___ Available data ___
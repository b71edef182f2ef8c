//! The job submission and status routes

use axum::Router;
use axum::extract::{Json, Path, State};
use axum::http::StatusCode;
use axum::response::{IntoResponse, Response};
use axum::routing::{get, post};
use tracing::{Level, event, instrument};
use utoipa::OpenApi;
use uuid::Uuid;

use crate::models::{Job, JobCreated, JobOutput, JobRequest, JobStatus, Preset, R2Config};
use crate::spawner;
use crate::utils::{ApiError, AppState};

/// Enqueue a job directly by input url
///
/// The spawn that follows is best effort; the job is already queued when
/// it runs so a spawn failure never fails the submit.
///
/// # Arguments
///
/// * `state` - Shared clipforge objects
/// * `req` - The job to enqueue
#[utoipa::path(
    post,
    path = "/api/jobs",
    request_body = JobRequest,
    responses(
        (status = 201, description = "The job was enqueued", body = JobCreated),
        (status = 400, description = "The job request was invalid"),
    )
)]
#[instrument(name = "routes::jobs::create", skip_all, err(Debug))]
async fn create(
    State(state): State<AppState>,
    Json(req): Json<JobRequest>,
) -> Result<Response, ApiError> {
    // build and enqueue this job
    let job = Job::from_request(req);
    job.enqueue(&state.shared).await?;
    // spawning is best effort once the job is queued
    if let Err(error) = spawner::maybe_spawn_worker(&state.shared).await {
        event!(
            Level::ERROR,
            msg = "Spawn after enqueue failed",
            job = job.id.to_string(),
            error = error.msg()
        );
    }
    // build response
    let response = Json(JobCreated {
        job_id: job.id,
        status: job.status,
    });
    Ok((StatusCode::CREATED, response).into_response())
}

/// Get a jobs current record
///
/// # Arguments
///
/// * `job_id` - The id of the job to get
/// * `state` - Shared clipforge objects
#[utoipa::path(
    get,
    path = "/api/jobs/{job_id}",
    params(
        ("job_id" = Uuid, Path, description = "The id of the job to get"),
    ),
    responses(
        (status = 200, description = "The jobs current record", body = Job),
        (status = 404, description = "No job exists under this id"),
    )
)]
#[instrument(name = "routes::jobs::get_job", skip_all, fields(job = job_id.to_string()), err(Debug))]
async fn get_job(
    Path(job_id): Path<Uuid>,
    State(state): State<AppState>,
) -> Result<Json<Job>, ApiError> {
    // get this jobs record
    let job = Job::get(&job_id, &state.shared).await?;
    Ok(Json(job))
}

/// Requeue a running or failed job for another attempt
///
/// Jobs out of retries are failed with "Max retries exceeded" instead and
/// a 409 is returned.
///
/// # Arguments
///
/// * `job_id` - The id of the job to requeue
/// * `state` - Shared clipforge objects
#[utoipa::path(
    post,
    path = "/api/jobs/{job_id}/requeue",
    params(
        ("job_id" = Uuid, Path, description = "The id of the job to requeue"),
    ),
    responses(
        (status = 200, description = "The job was requeued"),
        (status = 404, description = "No job exists under this id"),
        (status = 409, description = "The jobs retries are exhausted"),
    )
)]
#[instrument(name = "routes::jobs::requeue", skip_all, fields(job = job_id.to_string()), err(Debug))]
async fn requeue(
    Path(job_id): Path<Uuid>,
    State(state): State<AppState>,
) -> Result<StatusCode, ApiError> {
    // only running and failed jobs can move back to pending
    let job = Job::get(&job_id, &state.shared).await?;
    if !matches!(job.status, JobStatus::Running | JobStatus::Failed) {
        return crate::conflict!(format!(
            "job {} cannot be requeued from {}",
            job_id, job.status
        ));
    }
    // requeue this job if it has retries left
    if !Job::requeue(&job_id, &state.shared).await? {
        return crate::conflict!(format!("job {} is out of retries", job_id));
    }
    // a freshly queued job may need a worker
    if let Err(error) = spawner::maybe_spawn_worker(&state.shared).await {
        event!(
            Level::ERROR,
            msg = "Spawn after requeue failed",
            error = error.msg()
        );
    }
    Ok(StatusCode::OK)
}

/// The struct containing our openapi docs
#[derive(OpenApi)]
#[openapi(
    paths(create, get_job, requeue),
    components(schemas(Job, JobCreated, JobOutput, JobRequest, JobStatus, Preset, R2Config))
)]
pub struct JobApiDocs;

/// Add the job routes to our router
///
/// # Arguments
///
// * `router` - The router to add routes too
pub fn mount(router: Router<AppState>) -> Router<AppState> {
    router
        .route("/api/jobs", post(create))
        .route("/api/jobs/{job_id}", get(get_job))
        .route("/api/jobs/{job_id}/requeue", post(requeue))
}
//! The worker for handling upload events

use clipforge::models::backends::db;
use clipforge::models::backends::db::events::PoppedEvent;
use clipforge::models::{Job, JobStatus};
use clipforge::utils::{ApiError, Shared, StatusCode};
use clipforge::{log_err, spawner};
use std::sync::Arc;
use std::time::Duration;
use tracing::{Level, event, instrument};
use uuid::Uuid;

/// A worker for handling upload events
pub struct EventWorker {
    /// A shared clipforge object
    shared: Arc<Shared>,
    /// The max number of events to pop in one batch
    batch: u64,
    /// Track the total number of events handled
    total_seen: usize,
    /// Track the total number of jobs queued by events
    total_queued: usize,
    /// Track the total number of events that had to be retried
    total_retried: usize,
}

impl EventWorker {
    /// Create a new worker
    ///
    /// # Arguments
    ///
    /// * `shared` - A shared clipforge object
    /// * `batch` - The max number of events to pop in one batch
    pub fn new(shared: &Arc<Shared>, batch: u64) -> Self {
        EventWorker {
            shared: shared.clone(),
            batch,
            total_seen: 0,
            total_queued: 0,
            total_retried: 0,
        }
    }

    /// Handle one upload event
    ///
    /// Returns whether this event queued a job. Skips are acked like
    /// successes; only store errors bubble up for a retry.
    ///
    /// # Arguments
    ///
    /// * `popped` - The popped event to handle
    #[instrument(name = "EventWorker::handle", skip_all, err(Debug))]
    async fn handle(&self, popped: &PoppedEvent) -> Result<bool, ApiError> {
        let cast = &popped.event;
        // only creations on the input bucket move jobs along
        if !cast.is_input_upload(&self.shared.config.object_store.input_bucket) {
            return Ok(false);
        }
        // keys without a job id segment are not ours
        let Some(raw_id) = cast.job_id() else {
            return Ok(false);
        };
        // a segment that is not a job id is logged and skipped
        let Ok(id) = Uuid::parse_str(raw_id) else {
            event!(Level::WARN, msg = "Unparseable job id in key", key = cast.key.as_str());
            return Ok(false);
        };
        // the canonical url workers will download the input from
        let input_url = self
            .shared
            .config
            .object_store
            .object_url(&cast.bucket, &cast.key);
        match Job::get(&id, &self.shared).await {
            Ok(existing) => {
                // redelivered events for jobs already running or done are
                // acked without requeueing them
                if !matches!(existing.status, JobStatus::Uploading | JobStatus::Pending) {
                    event!(
                        Level::INFO,
                        msg = "Skipping event for settled job",
                        job = id.to_string(),
                        status = existing.status.as_str()
                    );
                    return Ok(false);
                }
                // the upload landed so queue this job
                db::jobs::recover_upload(&id, &input_url, &self.shared).await?;
            }
            // uploads with no prior record get a fresh default job
            Err(error) if error.code == StatusCode::NOT_FOUND => {
                let job = Job::from_event(id, cast, input_url);
                job.enqueue(&self.shared).await?;
            }
            Err(error) => return Err(error),
        }
        // spawning is best effort once the job is queued
        log_err!(spawner::maybe_spawn_worker(&self.shared).await);
        Ok(true)
    }

    /// The hot loop for an event handler worker
    ///
    /// Returns whether any events were handled this pass.
    #[instrument(name = "EventWorker::hot_loop", skip_all, err(Debug))]
    async fn hot_loop(&mut self) -> Result<bool, ApiError> {
        // try to get some events to handle
        let popped = db::events::pop(self.batch, &self.shared).await?;
        if popped.is_empty() {
            return Ok(false);
        }
        self.total_seen = self.total_seen.saturating_add(popped.len());
        // handle each event, acking successes and retrying failures
        for message in &popped {
            match self.handle(message).await {
                Ok(queued) => {
                    db::events::ack(message, &self.shared).await?;
                    if queued {
                        self.total_queued = self.total_queued.saturating_add(1);
                    }
                }
                Err(error) => {
                    // nak the message so the queue delivers it again
                    event!(
                        Level::ERROR,
                        msg = "Event failed, retrying",
                        error = error.msg()
                    );
                    db::events::nak(message, &self.shared).await?;
                    self.total_retried = self.total_retried.saturating_add(1);
                }
            }
        }
        // log the current worker stats
        event!(
            Level::INFO,
            seen = self.total_seen,
            queued = self.total_queued,
            retried = self.total_retried
        );
        Ok(true)
    }

    /// Start scanning and handling upload events
    pub async fn start(mut self) -> Result<(), ApiError> {
        // replay anything a crashed handler left in flight
        db::events::reset_all(&self.shared).await?;
        // keep looping and handling events
        loop {
            let got_events = self.hot_loop().await?;
            // if the queue was empty sleep before polling again
            if !got_events {
                tokio::time::sleep(Duration::from_secs(3)).await;
            }
        }
    }
}
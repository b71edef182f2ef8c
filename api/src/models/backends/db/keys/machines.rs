//! The keys to the machine pool and its indexes

use crate::utils::Shared;

/// The keys to the machine pool map and the stopped set
#[derive(Debug)]
pub struct MachineKeys;

impl MachineKeys {
    /// Builds the key to the machine pool map
    ///
    /// # Arguments
    ///
    /// * `shared` - Shared clipforge objects
    pub fn pool(shared: &Shared) -> String {
        format!("{}:machines:pool", shared.config.clipforge.namespace)
    }

    /// Builds the key to the stopped machine set
    ///
    /// # Arguments
    ///
    /// * `shared` - Shared clipforge objects
    pub fn stopped(shared: &Shared) -> String {
        format!("{}:machines:stopped", shared.config.clipforge.namespace)
    }
}
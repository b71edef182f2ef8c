//! The backend implementations for clipforge models
//! Currently only Redis is supported

pub mod db;
mod jobs;
pub mod setup;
___
Exercise details: Lines in the data that include the word "effort" should all be copied.

Exercise output:
/// The spawn that follows is best effort; the job is already queued when
    // spawning is best effort once the job is queued
        // spawning is best effort once the job is queued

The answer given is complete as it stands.